Microsoft researching "4-D light fields" for better 3D displays


One of the issues people have with 3D displays, or more precisely, rather one of the issues people’s brains have with 3D displays, is that your eyes remain focused on the same plane (the screen) while the actual visual cues change and make you think you should be refocusing. It’s such a fundamental response that it can’t really be avoided, only accommodated. One project attempting to do this is detailed in this slide from Microsoft Research’s TechFair going on right now.

The idea is that instead of having the eyes looking at the screen and attempting to focus nearer or further from it, a microlens array is interposed, which refracts the light in such a way that the eye would be able to focus on where the displayed object would actually be.

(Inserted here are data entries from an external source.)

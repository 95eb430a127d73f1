//! Font-family stacks.

use serde::{Deserialize, Deserializer, Serialize, Serializer};

/// An ordered font-family fallback list.
///
/// The first entry is the primary family; the rest are fallbacks, tried in
/// order by the consumer. Order is preserved through construction,
/// serialization, and reparse. A stack may be authored either as a list or
/// as a bare string, which deserializes to a one-element stack; it always
/// serializes back as a list.
///
/// # Example
///
/// ```rust
/// use swatchbook::FontStack;
///
/// let sans = FontStack::new(["Inter", "sans-serif"]);
/// assert_eq!(sans.primary(), Some("Inter"));
/// assert_eq!(sans.families(), ["Inter", "sans-serif"]);
/// ```
#[derive(Debug, Clone, PartialEq, Eq)]
pub struct FontStack(Vec<String>);

impl FontStack {
    /// Builds a stack from families in fallback order.
    pub fn new<I, S>(families: I) -> Self
    where
        I: IntoIterator<Item = S>,
        S: Into<String>,
    {
        Self(families.into_iter().map(Into::into).collect())
    }

    /// Returns the families in fallback order.
    pub fn families(&self) -> &[String] {
        &self.0
    }

    /// Returns the primary family, if the stack is non-empty.
    pub fn primary(&self) -> Option<&str> {
        self.0.first().map(String::as_str)
    }

    /// Returns the number of families in the stack.
    pub fn len(&self) -> usize {
        self.0.len()
    }

    /// Returns `true` if the stack has no families.
    ///
    /// Empty stacks are rejected by document validation.
    pub fn is_empty(&self) -> bool {
        self.0.is_empty()
    }
}

impl From<Vec<String>> for FontStack {
    fn from(families: Vec<String>) -> Self {
        Self(families)
    }
}

impl Serialize for FontStack {
    fn serialize<S: Serializer>(&self, serializer: S) -> Result<S::Ok, S::Error> {
        self.0.serialize(serializer)
    }
}

// Accepts either `"Inter"` or `["Inter", "sans-serif"]`.
#[derive(Deserialize)]
#[serde(untagged)]
enum FontStackRepr {
    One(String),
    Many(Vec<String>),
}

impl<'de> Deserialize<'de> for FontStack {
    fn deserialize<D: Deserializer<'de>>(deserializer: D) -> Result<Self, D::Error> {
        Ok(match FontStackRepr::deserialize(deserializer)? {
            FontStackRepr::One(family) => Self(vec![family]),
            FontStackRepr::Many(families) => Self(families),
        })
    }
}

#[cfg(test)]
mod tests {
    use super::*;

    #[test]
    fn test_order_is_preserved() {
        let stack = FontStack::new(["Inter", "Helvetica", "sans-serif"]);
        assert_eq!(stack.families(), ["Inter", "Helvetica", "sans-serif"]);
        assert_eq!(stack.primary(), Some("Inter"));
    }

    #[test]
    fn test_empty_stack() {
        let stack = FontStack::new(Vec::<String>::new());
        assert!(stack.is_empty());
        assert_eq!(stack.primary(), None);
    }

    #[test]
    fn test_deserialize_list() {
        let stack: FontStack = serde_json::from_str(r#"["Inter", "sans-serif"]"#).unwrap();
        assert_eq!(stack, FontStack::new(["Inter", "sans-serif"]));
    }

    #[test]
    fn test_deserialize_string_shorthand() {
        let stack: FontStack = serde_json::from_str(r#""Inter""#).unwrap();
        assert_eq!(stack, FontStack::new(["Inter"]));
    }

    #[test]
    fn test_serializes_as_list() {
        let stack = FontStack::new(["Inter"]);
        assert_eq!(serde_json::to_string(&stack).unwrap(), r#"["Inter"]"#);
    }
}
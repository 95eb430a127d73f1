//! Typed, validated design tokens for styling build pipelines.
//!
//! `swatchbook` holds a design-system configuration — a named color palette
//! and ordered font-family stacks — as an immutable, validated value that a
//! styling build tool reads. The document is constructed once (from the
//! built-in literal, a fluent builder, or an authored JSON/YAML file),
//! validated up front, and then shared by reference for the life of the
//! process.
//!
//! # Example
//!
//! ```rust
//! use swatchbook::{ColorValue, FontStack, ThemeConfig};
//!
//! let config = ThemeConfig::new()
//!     .add("sans", FontStack::new(["Inter", "sans-serif"]))
//!     .add("primary", ColorValue::new("#1a1a1a"));
//! config.validate().unwrap();
//!
//! assert_eq!(config.color("primary").unwrap().as_str(), "#1a1a1a");
//! assert_eq!(config.font_family("sans").unwrap().primary(), Some("Inter"));
//! ```
//!
//! Lookups on roles that were never registered fail with a recoverable
//! [`TokenLookupError::UnknownRole`]; consumers are expected to fall through
//! to their own defaults rather than abort.

mod color;
mod font;
pub mod source;
mod theme;
mod token;

pub use color::{ColorKind, ColorValue};
pub use font::FontStack;
pub use source::{from_json_str, from_path, from_yaml_str, SourceError, SUPPORTED_EXTENSIONS};
pub use theme::{reference, ThemeConfig};
pub use token::{TokenKind, TokenLookupError, TokenSet, TokenValidationError, TokenValue};
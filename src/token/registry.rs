//! Role registry for design tokens.

use indexmap::IndexMap;
use serde::{Deserialize, Serialize};

use crate::color::ColorValue;
use crate::font::FontStack;

use super::error::{TokenLookupError, TokenValidationError};
use super::value::{TokenKind, TokenValue};

/// The set of design tokens registered under `theme.extend`.
///
/// Roles live in two mappings that mirror the authored document: `colors`
/// and `fontFamily`. Within each mapping keys are unique by construction
/// (insertion-ordered maps), and a role appearing in both mappings is a
/// validation error, since [`TokenSet::get`] resolves roles across both.
///
/// Registration uses the same fluent, consuming-`self` style as the rest of
/// the crate:
///
/// ```rust
/// use swatchbook::{ColorValue, FontStack, TokenSet};
///
/// let tokens = TokenSet::new()
///     .add("sans", FontStack::new(["Inter", "sans-serif"]))
///     .add("primary", ColorValue::new("#1a1a1a"))
///     .add("accent", ColorValue::new("#2563eb"));
///
/// assert!(tokens.has("accent"));
/// assert!(tokens.validate().is_ok());
/// ```
#[derive(Debug, Clone, Default, PartialEq, Eq, Serialize, Deserialize)]
pub struct TokenSet {
    /// Font roles, keyed by logical name (e.g. "sans").
    #[serde(
        rename = "fontFamily",
        default,
        skip_serializing_if = "IndexMap::is_empty"
    )]
    font_family: IndexMap<String, FontStack>,

    /// Color roles, keyed by logical name (e.g. "primary").
    #[serde(default, skip_serializing_if = "IndexMap::is_empty")]
    colors: IndexMap<String, ColorValue>,
}

impl TokenSet {
    /// Creates an empty token set.
    pub fn new() -> Self {
        Self::default()
    }

    /// Registers a token, returning the updated set for chaining.
    ///
    /// The value can be a [`ColorValue`] or a [`FontStack`]; it lands in the
    /// corresponding mapping. Registering a role twice in the same mapping
    /// replaces the earlier value.
    pub fn add<V: Into<TokenValue>>(mut self, role: &str, value: V) -> Self {
        match value.into() {
            TokenValue::Color(color) => {
                self.colors.insert(role.to_string(), color);
            }
            TokenValue::FontFamily(stack) => {
                self.font_family.insert(role.to_string(), stack);
            }
        }
        self
    }

    /// Returns `true` if a token is registered under the role.
    pub fn has(&self, role: &str) -> bool {
        self.colors.contains_key(role) || self.font_family.contains_key(role)
    }

    /// Looks up a token by role across both mappings.
    ///
    /// # Errors
    ///
    /// Returns [`TokenLookupError::UnknownRole`] when the role is undefined.
    /// That error is recoverable; consumers treat it as "use the framework
    /// default" rather than as fatal.
    pub fn get(&self, role: &str) -> Result<TokenValue, TokenLookupError> {
        if let Some(color) = self.colors.get(role) {
            return Ok(TokenValue::Color(color.clone()));
        }
        if let Some(stack) = self.font_family.get(role) {
            return Ok(TokenValue::FontFamily(stack.clone()));
        }
        Err(self.unknown_role(role))
    }

    /// Looks up a color role.
    ///
    /// # Errors
    ///
    /// Returns [`TokenLookupError::KindMismatch`] if the role holds a font
    /// stack, or [`TokenLookupError::UnknownRole`] if it is undefined.
    pub fn color(&self, role: &str) -> Result<&ColorValue, TokenLookupError> {
        if let Some(color) = self.colors.get(role) {
            return Ok(color);
        }
        if self.font_family.contains_key(role) {
            return Err(TokenLookupError::KindMismatch {
                role: role.to_string(),
                expected: TokenKind::Color,
                found: TokenKind::FontFamily,
            });
        }
        Err(self.unknown_role(role))
    }

    /// Looks up a font role.
    ///
    /// # Errors
    ///
    /// Returns [`TokenLookupError::KindMismatch`] if the role holds a color,
    /// or [`TokenLookupError::UnknownRole`] if it is undefined.
    pub fn font_family(&self, role: &str) -> Result<&FontStack, TokenLookupError> {
        if let Some(stack) = self.font_family.get(role) {
            return Ok(stack);
        }
        if self.colors.contains_key(role) {
            return Err(TokenLookupError::KindMismatch {
                role: role.to_string(),
                expected: TokenKind::FontFamily,
                found: TokenKind::Color,
            });
        }
        Err(self.unknown_role(role))
    }

    /// Returns an iterator over all registered role names.
    ///
    /// Font roles come first, then color roles, each in registration order.
    pub fn roles(&self) -> impl Iterator<Item = &str> {
        self.font_family
            .keys()
            .map(String::as_str)
            .chain(self.colors.keys().map(String::as_str))
    }

    /// Returns an iterator over the color roles in registration order.
    pub fn colors(&self) -> impl Iterator<Item = (&str, &ColorValue)> {
        self.colors.iter().map(|(role, color)| (role.as_str(), color))
    }

    /// Returns an iterator over the font roles in registration order.
    pub fn font_families(&self) -> impl Iterator<Item = (&str, &FontStack)> {
        self.font_family
            .iter()
            .map(|(role, stack)| (role.as_str(), stack))
    }

    /// Returns the number of registered tokens.
    pub fn len(&self) -> usize {
        self.colors.len() + self.font_family.len()
    }

    /// Returns `true` if no tokens are registered.
    pub fn is_empty(&self) -> bool {
        self.colors.is_empty() && self.font_family.is_empty()
    }

    /// Validates every registered token.
    ///
    /// Checks, in order: no role is registered in both mappings, every color
    /// value satisfies the hex-or-named grammar, and every font stack is
    /// non-empty. The first failure is returned.
    pub fn validate(&self) -> Result<(), TokenValidationError> {
        for role in self.font_family.keys() {
            if self.colors.contains_key(role) {
                return Err(TokenValidationError::RoleCollision { role: role.clone() });
            }
        }
        for (role, color) in &self.colors {
            if !color.is_valid() {
                return Err(TokenValidationError::InvalidColor {
                    role: role.clone(),
                    value: color.as_str().to_string(),
                });
            }
        }
        for (role, stack) in &self.font_family {
            if stack.is_empty() {
                return Err(TokenValidationError::EmptyFontStack { role: role.clone() });
            }
        }
        Ok(())
    }

    /// Merges `overrides` into this set, returning the combined set.
    ///
    /// Entries from `overrides` win on role conflicts within a mapping;
    /// roles defined only here are kept. This is the layering the consumer
    /// applies when authored tokens extend its built-in defaults.
    pub fn merge(mut self, overrides: TokenSet) -> TokenSet {
        for (role, stack) in overrides.font_family {
            self.font_family.insert(role, stack);
        }
        for (role, color) in overrides.colors {
            self.colors.insert(role, color);
        }
        self
    }

    fn unknown_role(&self, role: &str) -> TokenLookupError {
        TokenLookupError::UnknownRole {
            role: role.to_string(),
            available: self.roles().map(String::from).collect(),
        }
    }
}
//! # rilwire
//!
//! Message transport for radio-interface-layer (RIL) daemon channels.
//!
//! Frames variable-length binary messages over a persistent duplex channel
//! (typically a Unix domain socket to the modem daemon), decouples the
//! blocking hardware I/O thread from the consumer thread, and guarantees
//! in-order delivery in both directions. Payloads are opaque; parcel
//! decoding belongs to the consumer.
//!
//! ## Architecture
//!
//! - **Wire format**: 4-byte big-endian length prefix + payload
//! - **Worker**: one dedicated thread per channel performs all blocking
//!   reads and writes
//! - **Consumer**: drains a [`ChannelEvent`] receiver on its own context
//!   and enqueues outgoing payloads with a non-blocking `send`
//!
//! ## Example
//!
//! ```no_run
//! use rilwire::transport::UnixTransport;
//! use rilwire::worker::{ChannelEvent, ChannelWorker, Config};
//!
//! let transport = UnixTransport::connect("/dev/socket/rild")?;
//! let (worker, events) = ChannelWorker::new(transport, Config::default());
//! worker.start()?;
//! worker.send(b"\x00\x00\x00\x01")?;
//!
//! for event in events {
//!     match event {
//!         ChannelEvent::Frame(frame) => println!("parcel: {} bytes", frame.len()),
//!         ChannelEvent::Closed(err) => {
//!             eprintln!("channel closed: {err}");
//!             break;
//!         }
//!     }
//! }
//! worker.stop();
//! # Ok::<(), Box<dyn std::error::Error>>(())
//! ```

pub mod error;
pub mod protocol;
pub mod queue;
pub mod transport;
pub mod worker;

pub use error::{Result, RilwireError};
pub use protocol::{Frame, FrameBuffer};
pub use worker::{ChannelEvent, ChannelWorker, Config, WorkerState};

Here’s the full slide:

The idea is cool, but the technology to make this happen would be monstrously complicated. Current 3D displays require only a left and right eye image, and display that in sequence, or optically separated, or whatever. But this display method would need more information: virtual distance, relative object size, and so on, unless I’m mistaken and it can derive this information from the image.

It’s all just research right now anyway, far from a commercial application if it’s even viable, but I like hearing what people are working on in this area. Like I said regarding Ebert’s objections to 3D, a lot of naysayers will probably be eating their words when the technology improves over the next few years.